Overturning its decision in Simonton v. Runyon — which held that Title VII does not cover sexual orientation discrimination — would give clear authority to the U.S. Equal Employment Opportunity Commission to take enforcement actions, Christiansen told the Second Circuit.
“This court must overturn Simonton to provide for sexual orientation protection,” the brief reads, “otherwise, without the protection then employers like appellees will ignore employee complaints unless they know the EEOC can and will enforce a law to protect sexual orientation.”
Christiansen, who is gay and HIV-positive, had initially sued DDB, parent company Omnicom Group Inc. and several individuals in May 2015, bringing various claims under Title VII, the Americans with Disabilities Act and other statutes.
He alleged that after being hired in April 2011 as an associate creative director, he was harassed and discriminated against by Joe Cianciotto, a supervisor who is a named defendant.
Cianciotto circulated lewd pictures around the office and on Facebook that he drew depicting Christiansen performing various vulgar acts and started false rumors that Christiansen had AIDS, behavior that the company and its top brass ignored despite repeated complaints, according to the suit.
Christiansen says he feared the consequences of having to reveal his HIV status if he filed a complaint against his supervisor.
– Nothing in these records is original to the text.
pub mod handle;
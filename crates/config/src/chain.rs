/// Both programs target a single fixed test network.
pub const BASE_SEPOLIA_CHAIN_ID: u64 = 84532;

pub const BASE_SEPOLIA_RPC_URL: &str = "https://sepolia.base.org";

/// Registry address used when the config file leaves `contract` unset.
pub const DEFAULT_CONTRACT: &str = "0x9bd03768a7DCc129555dE410FF8E85528A4F88b5";
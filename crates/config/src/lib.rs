mod chain;
mod config;

pub use chain::{BASE_SEPOLIA_CHAIN_ID, BASE_SEPOLIA_RPC_URL, DEFAULT_CONTRACT};
pub use config::Config;
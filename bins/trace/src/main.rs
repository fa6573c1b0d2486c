#![deny(warnings)]

use std::net::SocketAddr;

use anyhow::{anyhow, Result};
use clap::Parser;
use config::{Config, BASE_SEPOLIA_CHAIN_ID};
use contract::BatchContract;
use json_rpc_server::serve;
use rpc_server::handle::TraceHandle;

#[derive(Debug, Parser)]
/// serve batch queries against the registry contract
pub struct CommandLine {
    #[clap(long)]
    pub config: String,
    #[clap(long, default_value = "127.0.0.1")]
    pub listen_ip: String,
    #[clap(long, default_value_t = 8650)]
    pub api_port: u16,
}

#[tokio::main]
async fn main() -> Result<()> {
    env_logger::init();
    let cmd = CommandLine::parse();
    let cfg = Config::new(&cmd.config)?;

    let registry = BatchContract::read_only(&cfg.eth_url, cfg.contract_address())?;
    let chain_id = registry.chain_id().await?;
    if chain_id != BASE_SEPOLIA_CHAIN_ID {
        log::warn!(
            "{} reports chain id {}, expected {}",
            cfg.eth_url,
            chain_id,
            BASE_SEPOLIA_CHAIN_ID
        );
    }
    log::info!(
        "trace querying {:?} on chain {} via {}",
        registry.address(),
        chain_id,
        cfg.eth_url
    );

    let handle = TraceHandle::new(registry, chain_id);
    let addr: SocketAddr = format!("{}:{}", cmd.listen_ip, cmd.api_port).parse()?;
    log::info!("trace api server listening on {}", addr);

    serve(&addr, handle).await.map_err(|e| anyhow!("{}", e))
}

#[cfg(test)]
mod tests {
    use super::*;

    #[test]
    fn listen_defaults() {
        let cmd =
            CommandLine::try_parse_from(["trace", "--config", "config/trace.toml"]).unwrap();
        assert_eq!(cmd.listen_ip, "127.0.0.1");
        assert_eq!(cmd.api_port, 8650);
    }
}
But after seeing a photo he found to be particularly offensive in 2014, he filed a charge with the EEOC. The agency issued Christiansen a right-to-sue notice in March 2015.
In March 2016, U.S. District Judge Katherine Polk Failla ruled that Christiansen’s suit could not proceed in part because Title VII excludes claims of sexual orientation discrimination.
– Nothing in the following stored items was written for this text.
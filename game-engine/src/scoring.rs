//! Scoring helpers shared by the per-type handlers (spec.md §4.9).
//!
//! Grounded in `original_source/flask-server/app/socketio_events/
//! open_answer_events.py::analyze_answer` for the similarity feedback
//! thresholds, and in spec.md's speed-bonus and placement formulas for
//! everything timing-related. Kept as free functions rather than methods on
//! `Session`, the way the teacher keeps its scoring math in standalone
//! functions games call into rather than on `BackEndArchitecture` itself.

/// Linear speed bonus: full `max_points` at `elapsed_ms == 0`, decaying to
/// zero at `length_ms`, never going negative for a late answer.
pub fn speed_bonus(max_points: i64, elapsed_ms: u64, length_ms: u64) -> i64 {
    if length_ms == 0 {
        return 0;
    }
    let elapsed = elapsed_ms.min(length_ms) as f64;
    let length = length_ms as f64;
    let fraction = (length - elapsed) / length;
    (max_points as f64 * fraction).round() as i64
}

/// Math-quiz correct-answer points: half-life decay rather than linear,
/// `round(base * (1 - 0.5 * min(1, elapsed_ms / length_ms)))`, so a
/// last-second correct answer still keeps half the base value instead of
/// bottoming out at zero like [`speed_bonus`].
pub fn math_quiz_speed_points(base: f64, elapsed_ms: u64, length_ms: u64) -> i64 {
    if length_ms == 0 {
        return (base * 0.5).round() as i64;
    }
    let time_percent = (elapsed_ms as f64 / length_ms as f64).min(1.0);
    (base * (1.0 - 0.5 * time_percent)).round() as i64
}

/// Points for finishing in `placement` (1-indexed) out of `total` players,
/// per spec.md's guess-a-number / drawing placement bonus: first place gets
/// the full bonus, decaying by an even share per rank, floored at zero.
pub fn placement_bonus(max_points: i64, placement: usize, total: usize) -> i64 {
    if total <= 1 || placement == 0 {
        return max_points;
    }
    let share = max_points as f64 / total as f64;
    let bonus = max_points as f64 - share * (placement as f64 - 1.0);
    bonus.round().max(0.0) as i64
}

/// Proximity bonus for guess-a-number: 0 at `max_distance` or beyond, full
/// `max_points` for an exact guess.
pub fn proximity_bonus(max_points: i64, guess: f64, answer: f64, max_distance: f64) -> i64 {
    if max_distance <= 0.0 {
        return 0;
    }
    let distance = (guess - answer).abs().min(max_distance);
    let fraction = (max_distance - distance) / max_distance;
    (max_points as f64 * fraction).round() as i64
}

/// Free-for-all guess-a-number placement component: `max(10, 100 - (placement-1) * floor(100/N))`.
pub fn guess_number_placement_points(placement: usize, total: usize) -> i64 {
    use protocol::tunables::POINTS_FOR_PLACEMENT;
    if total == 0 {
        return POINTS_FOR_PLACEMENT;
    }
    let step = POINTS_FOR_PLACEMENT / total as i64;
    let raw = POINTS_FOR_PLACEMENT - (placement.saturating_sub(1) as i64) * step;
    raw.max(10)
}

/// Free-for-all guess-a-number accuracy component, from the normalized
/// distance `min(|guess - answer| / max(|answer|, eps), 1)`.
pub fn guess_number_accuracy_bonus(guess: f64, answer: f64) -> i64 {
    let denom = answer.abs().max(1e-9);
    let normalized = ((guess - answer).abs() / denom).min(1.0);
    if normalized <= f64::EPSILON {
        200
    } else if normalized <= 0.01 {
        150
    } else if normalized <= 0.05 {
        100
    } else if normalized <= 0.25 {
        50
    } else {
        0
    }
}

/// Open-answer / drawing-answer similarity classification, mirroring
/// `analyze_answer`'s length-ratio gate followed by a similarity-ratio
/// check. `similarity` is expected to come from a Ratcliff/Obershelp-style
/// comparator (see [`similarity_ratio`]).
#[derive(Debug, Clone, Copy, PartialEq, Eq)]
pub enum AnswerVerdict {
    Correct,
    Close,
    Incorrect,
}

pub fn classify_open_answer(submitted: &str, expected: &str) -> AnswerVerdict {
    let submitted = submitted.trim().to_lowercase();
    let expected = expected.trim().to_lowercase();
    if submitted == expected {
        return AnswerVerdict::Correct;
    }
    if submitted.is_empty() || expected.is_empty() {
        return AnswerVerdict::Incorrect;
    }

    let length_ratio = submitted.chars().count() as f64 / expected.chars().count() as f64;
    if !(0.7..=1.3).contains(&length_ratio) {
        return AnswerVerdict::Incorrect;
    }

    let similarity = similarity_ratio(&submitted, &expected);
    if similarity >= 0.8 {
        AnswerVerdict::Correct
    } else if similarity >= 0.5 {
        AnswerVerdict::Close
    } else {
        AnswerVerdict::Incorrect
    }
}

/// Ratcliff/Obershelp similarity ratio: `2 * matches / (len_a + len_b)`,
/// where `matches` is the total length of the longest-common-substring
/// recursion. Mirrors Python's `difflib.SequenceMatcher.ratio()`, which
/// `analyze_answer` calls directly.
pub fn similarity_ratio(a: &str, b: &str) -> f64 {
    let a: Vec<char> = a.chars().collect();
    let b: Vec<char> = b.chars().collect();
    if a.is_empty() && b.is_empty() {
        return 1.0;
    }
    let matches = matching_blocks(&a, &b);
    2.0 * matches as f64 / (a.len() + b.len()) as f64
}

fn matching_blocks(a: &[char], b: &[char]) -> usize {
    if a.is_empty() || b.is_empty() {
        return 0;
    }
    let (len, a_start, b_start) = longest_common_substring(a, b);
    if len == 0 {
        return 0;
    }
    matching_blocks(&a[..a_start], &b[..b_start])
        + len
        + matching_blocks(&a[a_start + len..], &b[b_start + len..])
}

fn longest_common_substring(a: &[char], b: &[char]) -> (usize, usize, usize) {
    let mut table = vec![vec![0usize; b.len() + 1]; a.len() + 1];
    let (mut best_len, mut best_a, mut best_b) = (0, 0, 0);
    for i in 0..a.len() {
        for j in 0..b.len() {
            if a[i] == b[j] {
                table[i + 1][j + 1] = table[i][j] + 1;
                if table[i + 1][j + 1] > best_len {
                    best_len = table[i + 1][j + 1];
                    best_a = i + 1 - best_len;
                    best_b = j + 1 - best_len;
                }
            }
        }
    }
    (best_len, best_a, best_b)
}

/// Masks `word` for progressive letter reveal, replacing every index not in
/// `revealed` with `_` and leaving whitespace untouched.
pub fn mask_word(word: &str, revealed: &std::collections::HashSet<usize>) -> String {
    word.chars()
        .enumerate()
        .map(|(i, c)| {
            if c.is_whitespace() || revealed.contains(&i) {
                c
            } else {
                '_'
            }
        })
        .collect()
}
Citing precedent established in Simonton, Judge Failla said the Second Circuit “unequivocally held that Title VII does not proscribe discrimination because of sexual orientation,” adding that the appeals court drew a line between sexual orientation and sex-based discrimination claims.
DDB urged the Second Circuit last month to affirm the Southern District of New York’s ruling, saying that it is based on valid precedent.
DDB contended that even if the district court had erred in following Simonton and declining to extend Title VII protection to Christiansen’s assertions of sexual orientation discrimination, the Title VII claims are nevertheless time-barred since all the alleged conduct occurred more than 300 days prior to the EEOC’s October 2014 charge, according to court documents.
Christiansen countered that argument on Wednesday by asserting that the 300-day clock began ticking during that same month, when he became aware of an offensive 2011 Facebook post that referred to him as a “sissy,” according to his brief.
“This court has the right to reverse old, stale law — which is Simonton — that the district judge confirmed was the only thing that constrained her from ruling in our favor,” Susan Chana Lask, an attorney representing Christiansen, told Law360 on Thursday.
Howard J. Rubin, an attorney representing many of the defendants, referred questions to DDB officials, who could not be reached for comment on Thursday.
Counsel for Cianciotto could not be reached for comment on Thursday.
On Tuesday, the Seventh Circuit set aside its own ruling that Title VII does not protect against sexual orientation discrimination, as the full court agreed to rehear a case that a lesbian professor brought against Ivy Tech Community College after she was repeatedly passed over for a promotion.
In a brief order, the appeals court granted Kimberly Hively’s petition for an en banc rehearing in a case she brought against the school in 2014. Hively had claimed to have been blocked from a full-time position because of her sexual orientation. In granting the rehearing, the court vacated a July 28 ruling from a three-judge panel, which upheld a lower court’s decision to dismiss the case.
Christiansen is represented by Susan Chana Lask of the Law Offices of Susan Chana Lask.
The defendants except Cianciotto are represented by Howard J. Rubin, Shira Franco and Judith Kong of Davis & Gilbert LLP. Cianciotto is represented by Rick Ostrove of Leeds Brown Law PC.
The case is Christiansen v. Omnicom Group Inc. et al., case number 16-748, in the U.S. Court of Appeals for the Second Circuit.